→ What you will do: Within the records, tally the lines that contain "cloned" and reply with that number only.

** Opening Recorded data block **

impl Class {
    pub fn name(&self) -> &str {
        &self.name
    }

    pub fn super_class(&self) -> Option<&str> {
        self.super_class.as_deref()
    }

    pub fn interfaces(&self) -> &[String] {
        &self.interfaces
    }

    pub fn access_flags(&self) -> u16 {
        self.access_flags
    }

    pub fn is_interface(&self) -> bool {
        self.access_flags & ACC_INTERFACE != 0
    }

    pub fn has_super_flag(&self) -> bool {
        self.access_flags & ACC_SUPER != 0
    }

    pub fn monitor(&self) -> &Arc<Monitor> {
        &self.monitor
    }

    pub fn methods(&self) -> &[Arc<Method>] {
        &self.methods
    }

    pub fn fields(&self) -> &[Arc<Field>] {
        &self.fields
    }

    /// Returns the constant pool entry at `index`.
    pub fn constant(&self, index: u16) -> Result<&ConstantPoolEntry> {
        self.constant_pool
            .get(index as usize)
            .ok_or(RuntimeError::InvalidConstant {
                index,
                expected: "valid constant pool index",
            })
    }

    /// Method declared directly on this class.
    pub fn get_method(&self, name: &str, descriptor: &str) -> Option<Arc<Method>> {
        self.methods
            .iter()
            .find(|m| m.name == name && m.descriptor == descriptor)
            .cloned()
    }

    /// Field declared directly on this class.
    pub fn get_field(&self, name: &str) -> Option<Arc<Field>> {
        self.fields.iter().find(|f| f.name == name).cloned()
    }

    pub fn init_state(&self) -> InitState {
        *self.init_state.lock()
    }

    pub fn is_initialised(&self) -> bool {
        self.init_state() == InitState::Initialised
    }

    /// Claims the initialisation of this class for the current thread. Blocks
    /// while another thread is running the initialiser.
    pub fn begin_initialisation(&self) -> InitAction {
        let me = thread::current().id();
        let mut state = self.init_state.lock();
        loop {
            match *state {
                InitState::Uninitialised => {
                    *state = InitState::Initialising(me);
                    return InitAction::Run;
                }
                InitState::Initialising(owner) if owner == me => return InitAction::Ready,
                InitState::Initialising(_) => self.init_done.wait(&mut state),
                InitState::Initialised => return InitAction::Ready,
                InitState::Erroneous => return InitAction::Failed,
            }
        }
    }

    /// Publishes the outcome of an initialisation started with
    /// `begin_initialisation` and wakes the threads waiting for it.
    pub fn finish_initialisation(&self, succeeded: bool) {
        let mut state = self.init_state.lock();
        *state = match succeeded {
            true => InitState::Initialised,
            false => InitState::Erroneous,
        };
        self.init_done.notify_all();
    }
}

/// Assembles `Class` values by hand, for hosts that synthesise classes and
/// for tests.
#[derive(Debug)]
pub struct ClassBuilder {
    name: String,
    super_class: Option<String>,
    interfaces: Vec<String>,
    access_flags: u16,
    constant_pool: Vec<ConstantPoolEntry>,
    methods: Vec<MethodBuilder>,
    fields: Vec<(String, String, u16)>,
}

** Closing Recorded data block **

→ Solution for this problem: 2